## SUPPLIED MATERIAL
- - -

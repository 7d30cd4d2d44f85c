//! HTTP API Layer
//!
//! This crate provides the REST API for the fund bookkeeping system using Axum.
//!
//! # Architecture
//!
//! - **Handlers**: Request handlers for funds, transactions and health
//! - **Middleware**: Request logging
//! - **DTOs**: Request/Response data transfer objects
//! - **Error Handling**: Consistent error responses
//!
//! # Example
//!
//! ```rust,ignore
//! use interface_api::{create_router, AppState};
//!
//! let state = AppState::new(storage, config);
//! axum::serve(listener, create_router(state)).await?;
//! ```

pub mod config;
pub mod dto;
pub mod error;
pub mod handlers;
pub mod middleware;

use std::sync::{Arc, Mutex, MutexGuard};

use axum::{
    middleware as axum_middleware,
    routing::{get, post, put},
    Router,
};
use tower_http::cors::{Any, CorsLayer};
use tower_http::trace::TraceLayer;

use core_kernel::BlobStore;
use domain_fund::{FundBook, Ledger};

use crate::config::ApiConfig;
use crate::error::ApiError;
use crate::handlers::{fund, health, transaction};
use crate::middleware::request_log_middleware;

/// Application state shared across handlers
///
/// Handlers that touch both stores lock `funds` before `ledger`.
#[derive(Clone)]
pub struct AppState {
    pub funds: Arc<Mutex<FundBook>>,
    pub ledger: Arc<Mutex<Ledger>>,
    pub config: ApiConfig,
}

impl AppState {
    /// Opens both stores on the given storage medium
    pub fn new(storage: Arc<dyn BlobStore>, config: ApiConfig) -> Self {
        Self {
            funds: Arc::new(Mutex::new(FundBook::open(storage.clone()))),
            ledger: Arc::new(Mutex::new(Ledger::open(storage))),
            config,
        }
    }

    pub fn funds(&self) -> Result<MutexGuard<'_, FundBook>, ApiError> {
        self.funds
            .lock()
            .map_err(|_| ApiError::Internal("fund catalog lock poisoned".into()))
    }

    pub fn ledger(&self) -> Result<MutexGuard<'_, Ledger>, ApiError> {
        self.ledger
            .lock()
            .map_err(|_| ApiError::Internal("ledger lock poisoned".into()))
    }
}

/// Creates the main API router
///
/// # Arguments
///
/// * `state` - Shared stores and configuration
///
/// # Returns
///
/// Configured Axum router with all routes and middleware
pub fn create_router(state: AppState) -> Router {
    // Public routes
    let public_routes = Router::new()
        .route("/health", get(health::health_check))
        .route("/health/ready", get(health::readiness_check));

    // Fund routes
    let fund_routes = Router::new()
        .route("/", get(fund::list_funds).post(fund::create_fund))
        .route("/categories", get(fund::list_categories))
        .route(
            "/:code",
            get(fund::get_fund)
                .put(fund::update_fund)
                .delete(fund::delete_fund),
        );

    // Transaction routes
    let transaction_routes = Router::new()
        .route(
            "/",
            get(transaction::list_transactions).post(transaction::create_transaction),
        )
        .route("/preview", post(transaction::preview_transaction))
        .route(
            "/:id",
            put(transaction::update_transaction).delete(transaction::delete_transaction),
        );

    let api_routes = Router::new()
        .nest("/funds", fund_routes)
        .nest("/transactions", transaction_routes)
        .layer(axum_middleware::from_fn(request_log_middleware));

    Router::new()
        .merge(public_routes)
        .nest("/api/v1", api_routes)
        .layer(TraceLayer::new_for_http())
        .layer(
            CorsLayer::new()
                .allow_origin(Any)
                .allow_methods(Any)
                .allow_headers(Any),
        )
        .with_state(state)
}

- - -

## TASK DESCRIPTION
Nothing but an exact copy of the records belongs in the answer.

## RESULT
repository 7d30cd4d2d44f85c
//! HTTP API Layer
//!
//! This crate provides the REST API for the fund bookkeeping system using Axum.
//!
//! # Architecture
//!
//! - **Handlers**: Request handlers for funds, transactions and health
//! - **Middleware**: Request logging
//! - **DTOs**: Request/Response data transfer objects
//! - **Error Handling**: Consistent error responses
//!
//! # Example
//!
//! ```rust,ignore
//! use interface_api::{create_router, AppState};
//!
//! let state = AppState::new(storage, config);
//! axum::serve(listener, create_router(state)).await?;
//! ```

pub mod config;
pub mod dto;
pub mod error;
pub mod handlers;
pub mod middleware;

use std::sync::{Arc, Mutex, MutexGuard};

use axum::{
    middleware as axum_middleware,
    routing::{get, post, put},
    Router,
};
use tower_http::cors::{Any, CorsLayer};
use tower_http::trace::TraceLayer;

use core_kernel::BlobStore;
use domain_fund::{FundBook, Ledger};

use crate::config::ApiConfig;
use crate::error::ApiError;
use crate::handlers::{fund, health, transaction};
use crate::middleware::request_log_middleware;

/// Application state shared across handlers
///
/// Handlers that touch both stores lock `funds` before `ledger`.
#[derive(Clone)]
pub struct AppState {
    pub funds: Arc<Mutex<FundBook>>,
    pub ledger: Arc<Mutex<Ledger>>,
    pub config: ApiConfig,
}

impl AppState {
    /// Opens both stores on the given storage medium
    pub fn new(storage: Arc<dyn BlobStore>, config: ApiConfig) -> Self {
        Self {
            funds: Arc::new(Mutex::new(FundBook::open(storage.clone()))),
            ledger: Arc::new(Mutex::new(Ledger::open(storage))),
            config,
        }
    }

    pub fn funds(&self) -> Result<MutexGuard<'_, FundBook>, ApiError> {
        self.funds
            .lock()
            .map_err(|_| ApiError::Internal("fund catalog lock poisoned".into()))
    }

    pub fn ledger(&self) -> Result<MutexGuard<'_, Ledger>, ApiError> {
        self.ledger
            .lock()
            .map_err(|_| ApiError::Internal("ledger lock poisoned".into()))
    }
}

/// Creates the main API router
///
/// # Arguments
///
/// * `state` - Shared stores and configuration
///
/// # Returns
///
/// Configured Axum router with all routes and middleware
pub fn create_router(state: AppState) -> Router {
    // Public routes
    let public_routes = Router::new()
        .route("/health", get(health::health_check))
        .route("/health/ready", get(health::readiness_check));

    // Fund routes
    let fund_routes = Router::new()
        .route("/", get(fund::list_funds).post(fund::create_fund))
        .route("/categories", get(fund::list_categories))
        .route(
            "/:code",
            get(fund::get_fund)
                .put(fund::update_fund)
                .delete(fund::delete_fund),
        );

    // Transaction routes
    let transaction_routes = Router::new()
        .route(
            "/",
            get(transaction::list_transactions).post(transaction::create_transaction),
        )
        .route("/preview", post(transaction::preview_transaction))
        .route(
            "/:id",
            put(transaction::update_transaction).delete(transaction::delete_transaction),
        );

    let api_routes = Router::new()
        .nest("/funds", fund_routes)
        .nest("/transactions", transaction_routes)
        .layer(axum_middleware::from_fn(request_log_middleware));

    Router::new()
        .merge(public_routes)
        .nest("/api/v1", api_routes)
        .layer(TraceLayer::new_for_http())
        .layer(
            CorsLayer::new()
                .allow_origin(Any)
                .allow_methods(Any)
                .allow_headers(Any),
        )
        .with_state(state)
}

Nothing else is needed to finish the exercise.